WORK REQUIRED:
Print each record exactly, with no word added or removed.
═════ SOURCE MATERIAL ═════
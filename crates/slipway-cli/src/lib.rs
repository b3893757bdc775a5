//! Command-line runtime of the slipway build tool.
//!
//! One invocation executes one goal. A goal that starts a provider spawns
//! the implementation inside an isolation context, verifies the provider
//! contract over the child's control channel, launches the service, polls
//! it ready and registers the handle; stopping looks the handle up,
//! forwards the stop and removes the entry. The registry is owned here and
//! threaded through the goal handlers, so goals composed in one process,
//! such as the legs of `exec`, share the providers they started.

pub mod adapter;
pub mod cli;
pub mod goals;
pub mod lifecycle;
pub mod output;
pub mod registry;

#[cfg(test)]
mod tests;

use std::error::Error as _;
use std::io::Write;
use std::process::ExitCode;
use std::sync::Arc;
use std::sync::atomic::AtomicBool;

use slipway_api::telemetry::{self, LogFormat};
use slipway_api::{config, harness};
use tracing::{error, warn};

use crate::cli::Cli;
use crate::goals::GoalRunner;
use crate::lifecycle::LifecycleError;
use crate::output::GoalOutput;
use crate::registry::ProviderRegistry;

const CLI_TARGET: &str = "slipway::cli";

/// Runs one parsed invocation against the real process environment.
///
/// Telemetry goes to stderr; deliberate goal output goes to `stdout`.
/// Returns the process exit code: the wrapped command's code for `exec`,
/// zero or one for everything else.
pub fn run<W: Write, E: Write>(cli: &Cli, stdout: W, stderr: E) -> ExitCode {
    let mut out = GoalOutput::new(stdout, stderr);

    let format = match cli.log_format.as_deref() {
        Some(raw) => match raw.parse::<LogFormat>() {
            Ok(format) => format,
            Err(_) => {
                let _ = out.stderr_line(format_args!("error: unknown log format `{raw}`"));
                return ExitCode::FAILURE;
            }
        },
        None => telemetry::resolve_format(config::process_env).unwrap_or_default(),
    };
    let filter = telemetry::resolve_filter(config::process_env);
    if let Err(error) = telemetry::init(&filter, format) {
        let _ = out.stderr_line(format_args!("error: {error}"));
        return ExitCode::FAILURE;
    }

    let interrupt = Arc::new(AtomicBool::new(false));
    if let Err(error) = harness::register_termination(&interrupt) {
        // Without handlers a signal kills the process outright instead of
        // aborting the current wait; the goal itself can still proceed.
        warn!(target: CLI_TARGET, %error, "signal handlers could not be installed");
    }

    let mut registry = ProviderRegistry::new();
    let mut runner = GoalRunner::new(&mut registry, &interrupt, config::process_env);
    match runner.dispatch(&cli.command, &mut out) {
        Ok(code) => ExitCode::from(exit_code_value(code)),
        Err(error) => {
            let message = render_error_chain(&error);
            error!(target: CLI_TARGET, %message, "goal failed");
            let _ = out.stderr_line(format_args!("error: {message}"));
            ExitCode::FAILURE
        }
    }
}

/// Clamps a goal's exit code into the byte range the process can report.
fn exit_code_value(code: i32) -> u8 {
    u8::try_from(code).unwrap_or(1)
}

/// Renders an error with its source chain, outermost first.
fn render_error_chain(error: &LifecycleError) -> String {
    let mut message = error.to_string();
    let mut source = error.source();
    while let Some(cause) = source {
        message.push_str(": ");
        message.push_str(&cause.to_string());
        source = cause.source();
    }
    message
}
═════
OUTPUT FOR THIS TASK:
filename crates/slipway-cli/src/lib.rs
repository b3893757bdc775a5
//! Command-line runtime of the slipway build tool.
//!
//! One invocation executes one goal. A goal that starts a provider spawns
//! the implementation inside an isolation context, verifies the provider
//! contract over the child's control channel, launches the service, polls
//! it ready and registers the handle; stopping looks the handle up,
//! forwards the stop and removes the entry. The registry is owned here and
//! threaded through the goal handlers, so goals composed in one process,
//! such as the legs of `exec`, share the providers they started.

pub mod adapter;
pub mod cli;
pub mod goals;
pub mod lifecycle;
pub mod output;
pub mod registry;

#[cfg(test)]
mod tests;

use std::error::Error as _;
use std::io::Write;
use std::process::ExitCode;
use std::sync::Arc;
use std::sync::atomic::AtomicBool;

use slipway_api::telemetry::{self, LogFormat};
use slipway_api::{config, harness};
use tracing::{error, warn};

use crate::cli::Cli;
use crate::goals::GoalRunner;
use crate::lifecycle::LifecycleError;
use crate::output::GoalOutput;
use crate::registry::ProviderRegistry;

const CLI_TARGET: &str = "slipway::cli";

/// Runs one parsed invocation against the real process environment.
///
/// Telemetry goes to stderr; deliberate goal output goes to `stdout`.
/// Returns the process exit code: the wrapped command's code for `exec`,
/// zero or one for everything else.
pub fn run<W: Write, E: Write>(cli: &Cli, stdout: W, stderr: E) -> ExitCode {
    let mut out = GoalOutput::new(stdout, stderr);

    let format = match cli.log_format.as_deref() {
        Some(raw) => match raw.parse::<LogFormat>() {
            Ok(format) => format,
            Err(_) => {
                let _ = out.stderr_line(format_args!("error: unknown log format `{raw}`"));
                return ExitCode::FAILURE;
            }
        },
        None => telemetry::resolve_format(config::process_env).unwrap_or_default(),
    };
    let filter = telemetry::resolve_filter(config::process_env);
    if let Err(error) = telemetry::init(&filter, format) {
        let _ = out.stderr_line(format_args!("error: {error}"));
        return ExitCode::FAILURE;
    }

    let interrupt = Arc::new(AtomicBool::new(false));
    if let Err(error) = harness::register_termination(&interrupt) {
        // Without handlers a signal kills the process outright instead of
        // aborting the current wait; the goal itself can still proceed.
        warn!(target: CLI_TARGET, %error, "signal handlers could not be installed");
    }

    let mut registry = ProviderRegistry::new();
    let mut runner = GoalRunner::new(&mut registry, &interrupt, config::process_env);
    match runner.dispatch(&cli.command, &mut out) {
        Ok(code) => ExitCode::from(exit_code_value(code)),
        Err(error) => {
            let message = render_error_chain(&error);
            error!(target: CLI_TARGET, %message, "goal failed");
            let _ = out.stderr_line(format_args!("error: {message}"));
            ExitCode::FAILURE
        }
    }
}

/// Clamps a goal's exit code into the byte range the process can report.
fn exit_code_value(code: i32) -> u8 {
    u8::try_from(code).unwrap_or(1)
}

/// Renders an error with its source chain, outermost first.
fn render_error_chain(error: &LifecycleError) -> String {
    let mut message = error.to_string();
    let mut source = error.source();
    while let Some(cause) = source {
        message.push_str(": ");
        message.push_str(&cause.to_string());
        source = cause.source();
    }
    message
}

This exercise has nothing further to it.